CBR10 Bingo Square – And So it Begins
I listened to the audio version of this narrated by Euan Morton, who is playing King George in Hamilton currently. I really enjoyed it. The night after I finished the book, I was having a tough time falling asleep so I started listening to Carry On again. Now I am addicted to falling asleep to Carry On. I don’t know what this says about me as a person or about the book.
Given how often I have listened to this novel, I have struggled with reviewing it. Partly, it’s because so many other people have reviewed it and done so with more depth and eloquence than I am generally capable of. Partly because I have deep thoughts about it as I’m falling asleep and can’t remember any of them when I try to write this review. Just so you know, there is a much better review somewhere deep in my brain.
As we all know, Simon Snow is a takeoff on Harry Potter. I haven’t read Fangirl, so I can’t speak to Carry On as a commentary on slash fiction. Someone else described it to me as a critique of Harry Potter, and I’m not really sure it’s that either. I saw it more as using a familiar setting to explore other issues.
From this point, I’m going to talk spoilers, all spoilers, all the time. And I might go bullet point in style, because I have lost the capacity to form transitional sentences.
The Mage is full of toxic masculinity.
- He is completely certain he is right and though he was generally ignored before he covertly arranged the attack on Watford, he is now the highest mage authority.
- He has no problem with sacrificing the lives of women and children to further his agenda.
- His agenda is more important than other people’s rights.
- Like Voldemort, he is defeated by a self fullfilling prophecy. Voldemort is so obsessed with defeating death that he creates his deadliest foe and gives Harry the powers he needs to end his life. The Mage is so obsessed with creating “the greatest mage” that in the act of creating Simon, he also creates The Humdrum.
- The Mage ignores the power of women or sees it as a resource to further his own agenda.
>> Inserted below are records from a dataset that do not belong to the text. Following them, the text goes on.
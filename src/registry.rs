//! Operator registry with base fallback.

use std::collections::{BTreeSet, HashMap};
use std::sync::Arc;

use tracing::trace;

use crate::compiler::{Call, CompileContext};
use crate::error::{JsqlError, JsqlResult};

/// Signature shared by every operator handler.
pub type Handler = fn(&mut CompileContext<'_>, Call<'_>) -> JsqlResult<String>;

/// Where an operator may appear.
#[derive(Debug, Clone, Copy, PartialEq, Eq)]
pub enum OperatorKind {
    /// Top-level entry point such as `$select`.
    Statement,
    /// Anything nested inside a statement.
    Clause,
    /// A boolean switch; `false` or `null` turns its template group off.
    Flag,
}

/// A registered operator.
#[derive(Debug, Clone)]
pub struct OperatorSpec {
    name: String,
    kind: OperatorKind,
    handler: Handler,
}

impl OperatorSpec {
    pub fn name(&self) -> &str {
        &self.name
    }

    pub fn kind(&self) -> OperatorKind {
        self.kind
    }

    pub fn handler(&self) -> Handler {
        self.handler
    }
}

/// Maps operator names to handlers.
///
/// A derived registry only holds its own entries and falls back to its
/// base on a miss.
#[derive(Debug, Clone, Default)]
pub struct OperatorRegistry {
    operators: HashMap<String, OperatorSpec>,
    base: Option<Arc<OperatorRegistry>>,
}

impl OperatorRegistry {
    pub fn new() -> Self {
        Self::default()
    }

    /// An empty registry that falls back to `base`.
    pub fn derive(base: Arc<OperatorRegistry>) -> Self {
        Self {
            operators: HashMap::new(),
            base: Some(base),
        }
    }

    /// Install or replace the handler for `name`.
    pub fn register(&mut self, name: &str, kind: OperatorKind, handler: Handler) {
        self.operators.insert(
            name.to_string(),
            OperatorSpec {
                name: name.to_string(),
                kind,
                handler,
            },
        );
    }

    /// Look up `name`, falling back to the base registry.
    pub fn resolve(&self, name: &str) -> JsqlResult<&OperatorSpec> {
        if let Some(spec) = self.operators.get(name) {
            return Ok(spec);
        }
        match &self.base {
            Some(base) => {
                trace!(operator = name, "falling back to base registry");
                base.resolve(name)
            }
            None => Err(JsqlError::UnknownOperator(name.to_string())),
        }
    }

    pub fn contains(&self, name: &str) -> bool {
        self.operators.contains_key(name)
            || self.base.as_ref().is_some_and(|base| base.contains(name))
    }

    /// Whether `name` is registered here rather than inherited.
    pub fn owns(&self, name: &str) -> bool {
        self.operators.contains_key(name)
    }

    /// Every resolvable operator name, sorted.
    pub fn names(&self) -> Vec<String> {
        let mut names = BTreeSet::new();
        self.collect_names(&mut names);
        names.into_iter().collect()
    }

    fn collect_names(&self, names: &mut BTreeSet<String>) {
        names.extend(self.operators.keys().cloned());
        if let Some(base) = &self.base {
            base.collect_names(names);
        }
    }
}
- Penelope and Simon kill The Mage when Penelope casts a spell forcing The Mage to listen to Simon, and Simon says, “Stop hurting me.” The Mage was so toxic, the only way he could stop hurting Simon was to die.
Other random bullet points
- Like Harry, it is Simon’s capacity to love and be loved that saves him.
- Ebaneza rejects the idea that her magical powers give her a destiny. She lives the life she wants to live, herding goats and mooning after that dryad. She exercises her autonomy by using her magic in all the small ways she wants. When her life and Agatha’s are threatened, she fights The Mage.
- Agatha refuses to be fridged, to be collateral damage. Like Ebaneza, she rejects the place in the magical world that she has been given.
- I have a hard time listening to Lucy’s chapters. I haven’t examined why that is yet. They make me sad.
- Simon and Baz have tried to be the good soldiers their fathers want them to be, but they like kissing better than fighting.
I’m looking forward to Wayward Sons, coming out next year. By then I should have Carry On memorized.